21 agosto

El cambio de sistema en los hospitales no funciona. La clínica Carlos Durán antes era ejemplar, ahora solo hay una ventanilla para adultos mayores, discapacitados, embarazadas o personas con bebés; para el resto, hay cinco. Los ancianos discapacitados deben esperar junto con las embarazadas hasta una hora en fila, mientras los farmacéuticos conversan entre ellos sin importarles los enfermos.

No tienen listas las recetas en la fecha prevista y debe hacerse fila otra vez. Además, la Auditoría se excusa porque es un sistema para todo el país. Nadie propone soluciones.

Sergio Álvarez Valverde, San José

Acoso callejero

Las mujeres tenemos derecho de salir tranquilas a la calle sin recibir un “buenas tardes” mientras ven de forma morbosa nuestro cuerpo o de salir vestidas como queramos sin que nos digan indecencias disfrazadas de piropos. Es hora de que los hombres dejen de creerse machos y poderosos al confundir piropos con acoso.
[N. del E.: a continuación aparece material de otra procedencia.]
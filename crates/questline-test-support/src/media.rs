//! Test media: mock `MediaPlayback` implementations for tests.

use std::collections::VecDeque;
use std::sync::Mutex;

use async_trait::async_trait;
use questline_core::error::PlaybackError;
use questline_core::media::{MediaPlayback, PlaybackRequest};
use tokio::sync::{oneshot, watch};

type PendingPlay = (String, oneshot::Sender<Result<(), PlaybackError>>);

/// A media capability that resolves every play immediately with a fixed
/// result and records each request.
#[derive(Debug)]
pub struct ScriptedMedia {
    result: Result<(), PlaybackError>,
    played: Mutex<Vec<PlaybackRequest>>,
    started: watch::Sender<usize>,
}

impl ScriptedMedia {
    /// Media where every play completes normally.
    #[must_use]
    pub fn completing() -> Self {
        Self::with_result(Ok(()))
    }

    /// Media where every play fails with `error`.
    #[must_use]
    pub fn failing(error: PlaybackError) -> Self {
        Self::with_result(Err(error))
    }

    fn with_result(result: Result<(), PlaybackError>) -> Self {
        Self {
            result,
            played: Mutex::new(Vec::new()),
            started: watch::channel(0).0,
        }
    }

    /// Returns a snapshot of all requests played so far.
    ///
    /// # Panics
    ///
    /// Panics if the internal mutex is poisoned.
    pub fn played(&self) -> Vec<PlaybackRequest> {
        self.played.lock().unwrap().clone()
    }

    /// Waits until at least `count` plays have started.
    pub async fn wait_for_plays(&self, count: usize) {
        let mut rx = self.started.subscribe();
        let _ = rx.wait_for(|started| *started >= count).await;
    }
}

#[async_trait]
impl MediaPlayback for ScriptedMedia {
    async fn play(&self, request: PlaybackRequest) -> Result<(), PlaybackError> {
        self.played.lock().unwrap().push(request);
        self.started.send_modify(|started| *started += 1);
        self.result.clone()
    }
}

/// A media capability whose plays stay pending until the test resolves them.
///
/// Used to observe state while narration is still "playing".
#[derive(Debug)]
pub struct GatedMedia {
    pending: Mutex<VecDeque<PendingPlay>>,
    played: Mutex<Vec<PlaybackRequest>>,
    started: watch::Sender<usize>,
}

impl Default for GatedMedia {
    fn default() -> Self {
        Self::new()
    }
}

impl GatedMedia {
    /// Creates media with no pending plays.
    #[must_use]
    pub fn new() -> Self {
        Self {
            pending: Mutex::new(VecDeque::new()),
            played: Mutex::new(Vec::new()),
            started: watch::channel(0).0,
        }
    }

    /// Returns a snapshot of all requests started so far.
    ///
    /// # Panics
    ///
    /// Panics if the internal mutex is poisoned.
    pub fn played(&self) -> Vec<PlaybackRequest> {
        self.played.lock().unwrap().clone()
    }

    /// Returns the number of plays still waiting for resolution.
    ///
    /// # Panics
    ///
    /// Panics if the internal mutex is poisoned.
    pub fn pending_count(&self) -> usize {
        self.pending.lock().unwrap().len()
    }

    /// Waits until at least `count` plays have started.
    pub async fn wait_for_plays(&self, count: usize) {
        let mut rx = self.started.subscribe();
        let _ = rx.wait_for(|started| *started >= count).await;
    }

    /// Resolves the oldest pending play for `url` with `result`. Returns
    /// `false` if no play for `url` is pending.
    ///
    /// # Panics
    ///
    /// Panics if the internal mutex is poisoned.
    pub fn resolve(&self, url: &str, result: Result<(), PlaybackError>) -> bool {
        let mut pending = self.pending.lock().unwrap();
        let Some(position) = pending.iter().position(|(pending_url, _)| pending_url == url) else {
            return false;
        };
        let Some((_, sender)) = pending.remove(position) else {
            return false;
        };
        // The player may already have given up on this play.
        let _ = sender.send(result);
        true
    }
}

#[async_trait]
impl MediaPlayback for GatedMedia {
    async fn play(&self, request: PlaybackRequest) -> Result<(), PlaybackError> {
        let (sender, receiver) = oneshot::channel();
        self.pending
            .lock()
            .unwrap()
            .push_back((request.url.clone(), sender));
        self.played.lock().unwrap().push(request);
        self.started.send_modify(|started| *started += 1);

        receiver
            .await
            .unwrap_or_else(|_| Err(PlaybackError::Media("playback abandoned".into())))
    }
}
Celeste Obando Cedeño, Puntarenas

Alza en medicinas

Entiendo que el impuesto sobre el valor agregado sustituye al impuesto sobre las ventas. Sin embargo, he notado que algunos productos, especialmente las medicinas, han aumentado un 13 % con respecto al precio anterior, en el que iba incluido el impuesto de ventas. Esto me sucedió en una de las farmacias que se supone es de las más baratas.

Hernán Rodríguez Zelaya, Goicoechea

Gracias, Cruz Roja

Agradezco y destaco el servicio de la Cruz Roja Costarricense en el aeropuerto regional y el Juan Santamaría de Alajuela. La disposición y el esmero mostrados por los paramédicos Miguel Berrocal y Jeffry Peraza en la atención de mi esposa durante una urgencia no los he visto en ningún hospital o clínica privada del país.
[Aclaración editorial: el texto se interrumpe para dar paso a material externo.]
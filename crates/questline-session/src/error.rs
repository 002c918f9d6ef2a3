//! Session controller errors.

use questline_core::error::TransportError;
use thiserror::Error;

/// Why a controller operation did not go through.
#[derive(Debug, Clone, PartialEq, Eq, Error)]
pub enum SessionError {
    /// Missing or invalid input from the caller. No request was sent.
    #[error("caller contract violated: {0}")]
    CallerContract(String),

    /// Choices are withheld until the current narration finishes.
    #[error("narration is still playing")]
    NarrationInProgress,

    /// A round-trip is already outstanding.
    #[error("a request is already in flight")]
    Busy,

    /// The operation is not defined in the current state.
    #[error("{operation} is not available while {state}")]
    InvalidState {
        /// The rejected operation.
        operation: &'static str,
        /// The state it was attempted in.
        state: &'static str,
    },

    /// The server round-trip failed; the controller is now errored.
    #[error("transport error: {0}")]
    Transport(#[from] TransportError),

    /// The controller was torn down.
    #[error("session controller has been disposed")]
    Disposed,
}
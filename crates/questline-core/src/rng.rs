//! Random number generator abstraction for determinism.
//!
//! In production, this wraps a real RNG. In tests, a seeded or scripted
//! implementation is injected.

use rand::rngs::StdRng;
use rand::{Rng, SeedableRng};

/// Abstraction over random number generation.
pub trait DeterministicRng: Send + Sync {
    /// Generate a random `u32` in the range `[min, max]` inclusive.
    fn next_u32_range(&mut self, min: u32, max: u32) -> u32;
}

/// Production RNG seeded from the operating system.
#[derive(Debug)]
pub struct SystemRng(StdRng);

impl SystemRng {
    /// Creates an RNG seeded from OS entropy.
    #[must_use]
    pub fn new() -> Self {
        Self(StdRng::from_os_rng())
    }

    /// Creates an RNG with a fixed seed, for reproducible runs.
    #[must_use]
    pub fn seeded(seed: u64) -> Self {
        Self(StdRng::seed_from_u64(seed))
    }
}

impl Default for SystemRng {
    fn default() -> Self {
        Self::new()
    }
}

impl DeterministicRng for SystemRng {
    fn next_u32_range(&mut self, min: u32, max: u32) -> u32 {
        if min >= max {
            return min;
        }
        self.0.random_range(min..=max)
    }
}

#[cfg(test)]
mod tests {
    use super::*;

    #[test]
    fn test_next_u32_range_stays_within_bounds() {
        let mut rng = SystemRng::seeded(7);

        for _ in 0..1_000 {
            let value = rng.next_u32_range(2, 5);
            assert!((2..=5).contains(&value));
        }
    }

    #[test]
    fn test_next_u32_range_with_equal_bounds_returns_min() {
        let mut rng = SystemRng::seeded(7);

        assert_eq!(rng.next_u32_range(3, 3), 3);
    }

    #[test]
    fn test_seeded_rng_is_reproducible() {
        let mut a = SystemRng::seeded(42);
        let mut b = SystemRng::seeded(42);

        let left: Vec<u32> = (0..16).map(|_| a.next_u32_range(0, 100)).collect();
        let right: Vec<u32> = (0..16).map(|_| b.next_u32_range(0, 100)).collect();

        assert_eq!(left, right);
    }
}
Personas como estas hacen que los costarricenses cada día nos sintamos más orgullosos de nuestras instituciones de rescate. Muchas gracias a la Cruz Roja Costarricense.
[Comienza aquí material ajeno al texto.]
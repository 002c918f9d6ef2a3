//! Commands accepted by the session controller.
//!
//! Every public controller operation is turned into one of these before it
//! touches state, so each round-trip is logged under a single correlation ID.

use uuid::Uuid;

/// A controller operation with tracing metadata.
pub trait Command: Send + Sync + std::fmt::Debug {
    /// Dotted name used in log records.
    fn command_type(&self) -> &'static str;

    /// ID shared by every log record of one operation.
    fn correlation_id(&self) -> Uuid;
}

/// Command to open a new session.
#[derive(Debug, Clone)]
pub struct StartGame {
    /// The correlation ID for tracing.
    pub correlation_id: Uuid,
    /// Requested theme, unvalidated.
    pub theme: String,
    /// Session-establishing identifier, unvalidated.
    pub session_seed: String,
}

impl StartGame {
    /// Creates the command with a fresh correlation ID.
    #[must_use]
    pub fn new(theme: &str, session_seed: &str) -> Self {
        Self {
            correlation_id: Uuid::new_v4(),
            theme: theme.to_owned(),
            session_seed: session_seed.to_owned(),
        }
    }
}

impl Command for StartGame {
    fn command_type(&self) -> &'static str {
        "session.start_game"
    }

    fn correlation_id(&self) -> Uuid {
        self.correlation_id
    }
}

/// Command to pick one of the current step's choices.
#[derive(Debug, Clone)]
pub struct SelectChoice {
    /// The correlation ID for tracing.
    pub correlation_id: Uuid,
    /// Zero-based index into the current step's choices.
    pub choice_index: usize,
}

impl SelectChoice {
    /// Creates the command with a fresh correlation ID.
    #[must_use]
    pub fn new(choice_index: usize) -> Self {
        Self {
            correlation_id: Uuid::new_v4(),
            choice_index,
        }
    }
}

impl Command for SelectChoice {
    fn command_type(&self) -> &'static str {
        "session.select_choice"
    }

    fn correlation_id(&self) -> Uuid {
        self.correlation_id
    }
}

/// Command to restart a failed run.
#[derive(Debug, Clone)]
pub struct RestartGame {
    /// The correlation ID for tracing.
    pub correlation_id: Uuid,
}

impl RestartGame {
    /// Creates the command with a fresh correlation ID.
    #[must_use]
    pub fn new() -> Self {
        Self {
            correlation_id: Uuid::new_v4(),
        }
    }
}

impl Default for RestartGame {
    fn default() -> Self {
        Self::new()
    }
}

impl Command for RestartGame {
    fn command_type(&self) -> &'static str {
        "session.restart_game"
    }

    fn correlation_id(&self) -> Uuid {
        self.correlation_id
    }
}

#[cfg(test)]
mod tests {
    use super::*;

    #[test]
    fn test_each_command_gets_its_own_correlation_id() {
        let first = SelectChoice::new(0);
        let second = SelectChoice::new(0);

        assert_ne!(first.correlation_id(), second.correlation_id());
        assert_eq!(first.command_type(), "session.select_choice");
    }

    #[test]
    fn test_start_game_keeps_raw_input_for_validation() {
        let command = StartGame::new("  ", "seed");

        assert_eq!(command.theme, "  ");
        assert_eq!(command.command_type(), "session.start_game");
        assert_eq!(RestartGame::default().command_type(), "session.restart_game");
    }
}
#[cfg(test)]
mod tests {
    use super::*;
    use questline_core::step::StepId;
    use questline_test_support::{ending_step, narrated_step, plain_step};

    fn started(step: Step) -> (GameSession, Installed) {
        let mut session = GameSession::new();
        let (ticket, _) = session
            .begin_start(&StartGame::new("Cyberpunk Underworld", "seed-1"))
            .unwrap();
        let installed = session
            .install(ticket, Some(SessionId::new("g1")), step)
            .unwrap();
        (session, installed)
    }

    #[test]
    fn test_begin_start_with_blank_theme_errors_without_request() {
        // Arrange
        let mut session = GameSession::new();

        // Act
        let result = session.begin_start(&StartGame::new("  ", "seed-1"));

        // Assert
        assert!(matches!(result, Err(SessionError::CallerContract(_))));
        assert_eq!(session.state().name(), "errored");
    }

    #[test]
    fn test_begin_start_with_blank_seed_errors_without_request() {
        let mut session = GameSession::new();

        let result = session.begin_start(&StartGame::new("Cyberpunk Underworld", ""));

        assert!(matches!(result, Err(SessionError::CallerContract(_))));
        assert_eq!(session.view(), SessionView::errored());
    }

    #[test]
    fn test_begin_start_trims_inputs_and_enters_loading() {
        // Arrange
        let mut session = GameSession::new();

        // Act
        let (_, request) = session
            .begin_start(&StartGame::new(" Cyberpunk Underworld ", " seed-1 "))
            .unwrap();

        // Assert
        assert_eq!(request.theme, "Cyberpunk Underworld");
        assert_eq!(request.session_seed, "seed-1");
        assert_eq!(session.state(), &SessionState::Loading);
    }

    #[test]
    fn test_operations_while_loading_are_busy() {
        // Arrange
        let mut session = GameSession::new();
        session
            .begin_start(&StartGame::new("Cyberpunk Underworld", "seed-1"))
            .unwrap();

        // Act / Assert
        assert_eq!(
            session
                .begin_start(&StartGame::new("Cyberpunk Underworld", "seed-2"))
                .unwrap_err(),
            SessionError::Busy
        );
        assert_eq!(
            session.begin_advance(&SelectChoice::new(0)).unwrap_err(),
            SessionError::Busy
        );
        assert_eq!(session.state(), &SessionState::Loading);
    }

    #[test]
    fn test_install_with_audio_closes_gate() {
        let (session, installed) = started(narrated_step("s0", "http://a/s0.mp3", &["Flee"]));

        assert!(session.playback_gate());
        assert_eq!(
            installed.narration_audio_url.as_deref(),
            Some("http://a/s0.mp3")
        );
        assert!(session.view().is_narrating());
    }

    #[test]
    fn test_install_without_audio_leaves_choices_enabled() {
        let (session, installed) = started(plain_step("s0", &["Flee", "Fight"]));

        assert!(!session.playback_gate());
        assert!(installed.narration_audio_url.is_none());
        match session.view() {
            SessionView::Playing(scene) => {
                assert!(scene.choices_enabled);
                assert_eq!(scene.choices.len(), 2);
            }
            other => panic!("expected Playing, got {other:?}"),
        }
    }

    #[test]
    fn test_begin_advance_rejected_while_gate_closed() {
        // Arrange
        let (mut session, _) = started(narrated_step("s0", "http://a/s0.mp3", &["Flee"]));

        // Act
        let result = session.begin_advance(&SelectChoice::new(0));

        // Assert
        assert_eq!(result.unwrap_err(), SessionError::NarrationInProgress);
        assert_eq!(session.state().name(), "ready");
    }

    #[test]
    fn test_begin_advance_out_of_range_leaves_state_untouched() {
        // Arrange
        let (mut session, _) = started(plain_step("s0", &["Flee", "Fight"]));
        let before = session.view();

        // Act
        let result = session.begin_advance(&SelectChoice::new(2));

        // Assert
        assert!(matches!(result, Err(SessionError::CallerContract(_))));
        assert_eq!(session.view(), before);
    }

    #[test]
    fn test_dead_end_step_is_representable() {
        // Arrange
        let (mut session, _) = started(plain_step("s3", &[]));

        // Act
        let result = session.begin_advance(&SelectChoice::new(0));

        // Assert
        assert!(matches!(result, Err(SessionError::CallerContract(_))));
        match session.view() {
            SessionView::Playing(scene) => assert!(scene.is_dead_end()),
            other => panic!("expected Playing, got {other:?}"),
        }
    }

    #[test]
    fn test_begin_advance_builds_request_from_current_step() {
        // Arrange
        let (mut session, _) = started(plain_step("s0", &["Flee", "Fight"]));

        // Act
        let (_, request) = session.begin_advance(&SelectChoice::new(1)).unwrap();

        // Assert
        assert_eq!(request.session_id, SessionId::new("g1"));
        assert_eq!(request.current_step_id, StepId::new("s0"));
        assert_eq!(request.choice_index, 1);
    }

    #[test]
    fn test_finish_narration_ignores_stale_ticket() {
        // Arrange
        let (mut session, first) = started(narrated_step("s0", "http://a/s0.mp3", &["Flee"]));
        session.finish_narration(first.ticket);
        let (ticket, _) = session.begin_advance(&SelectChoice::new(0)).unwrap();
        session
            .install(ticket, None, narrated_step("s1", "http://a/s1.mp3", &["On"]))
            .unwrap();

        // Act
        let applied = session.finish_narration(first.ticket);

        // Assert
        assert!(!applied);
        assert!(session.playback_gate());
    }

    #[test]
    fn test_terminal_step_hides_choices_even_when_present() {
        // Arrange
        let mut step = ending_step("s9", Outcome::Failure, "You perished.");
        step.choices = plain_step("x", &["Ghost option"]).choices;

        // Act
        let (session, installed) = started(step);

        // Assert
        assert_eq!(installed.ending, Some(Outcome::Failure));
        match session.view() {
            SessionView::Ended(ending) => {
                assert_eq!(ending.outcome, Some(Outcome::Failure));
                assert!(ending.can_restart);
            }
            other => panic!("expected Ended, got {other:?}"),
        }
    }

    #[test]
    fn test_restart_rejected_outside_failed_ending() {
        let (mut ready, _) = started(plain_step("s0", &["Flee"]));
        assert!(matches!(
            ready.begin_restart(),
            Err(SessionError::InvalidState { operation: "restart", state: "ready" })
        ));

        let (mut won, _) = started(ending_step("s5", Outcome::Success, "You escaped."));
        assert!(matches!(
            won.begin_restart(),
            Err(SessionError::InvalidState { operation: "restart", state: "terminal" })
        ));
        assert!(!matches!(won.view(), SessionView::Ended(ref e) if e.can_restart));
    }

    #[test]
    fn test_restart_allowed_after_failed_ending() {
        let (mut session, _) = started(ending_step("s9", Outcome::Failure, "You perished."));

        let (_, request) = session.begin_restart().unwrap();

        assert_eq!(request.session_id, SessionId::new("g1"));
        assert_eq!(session.state(), &SessionState::Loading);
    }

    #[test]
    fn test_dispose_refuses_late_results() {
        // Arrange
        let mut session = GameSession::new();
        let (ticket, _) = session
            .begin_start(&StartGame::new("Cyberpunk Underworld", "seed-1"))
            .unwrap();

        // Act
        session.dispose();

        // Assert
        assert!(session.install(ticket, None, plain_step("s0", &[])).is_none());
        assert!(!session.fail(ticket, "late".to_owned()));
        assert_eq!(
            session.begin_advance(&SelectChoice::new(0)).unwrap_err(),
            SessionError::Disposed
        );
    }

    #[test]
    fn test_dispose_mid_narration_leaves_view_unchanged() {
        // Arrange
        let (mut session, installed) = started(narrated_step("s0", "http://a/s0.mp3", &["Flee"]));
        let before = session.view();

        // Act
        session.dispose();

        // Assert
        assert!(!session.finish_narration(installed.ticket));
        assert!(session.playback_gate());
        assert_eq!(session.view(), before);
        assert!(session.view().is_narrating());
    }

    #[test]
    fn test_begin_new_game_only_from_terminal_or_errored() {
        let (mut ready, _) = started(plain_step("s0", &["Flee"]));
        assert!(ready.begin_new_game().is_err());
        assert!(!ready.is_disposed());

        let (mut ended, _) = started(ending_step("s5", Outcome::Success, "You escaped."));
        ended.begin_new_game().unwrap();
        assert!(ended.is_disposed());
    }
}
Danny Hayling Carcache, Limón

Contra publicaciones

A Otto Guevara le pareció relevante publicar en Facebook una lista con los nombres de médicos y sus salarios. Esta actitud es deplorable y totalmente sesgada, ya que no mencionó los años de estudio, los horarios semanales, las horas extras, las guardias y días feriados trabajados para llegar a esos montos. Olvidó también lo primordial: la importancia de la labor de estos profesionales. Esas ventajas salariales se las dieron gobiernos, sindicatos y políticos.

En otra publicación, atacaron y denigraron a una magistrada pensionada en las redes sociales, con la cobardía que caracteriza a muchos: escondiéndose en el anonimato.

Hace poco, tuvimos que presenciar el lamentable berrinche de un diputado de Restauración Nacional. ¿Qué pasa con los costarricenses? ¿Por qué esta pérdida de valores, moral, honradez, educación y respeto?

Philippe Bloton Grall, Esparza

Vivir con ¢4 millones

Después de escuchar la queja del diputado del Partido Restauración Nacional Melvin Núñez, pensé en ofrecerle mis servicios para enseñarle a sobrevivir con un ingreso equivalente al 10 % del suyo teniendo una familia compuesta por el matrimonio y cuatro hijos, desde escolares hasta universitarios, más gastos de alquiler, electricidad, agua, pasajes de buses, vestimenta y alimentación. En condiciones similares, o peores, viven miles de costarricenses y somos agradecidos con Dios.

No creo que no se pueda vivir con ¢4 millones al mes; un ingreso que no se obtendría sin profesión alguna, excepto en un puesto público que cualquiera de nosotros puede ocupar solamente por ser ciudadano costarricense mayor de 21 años.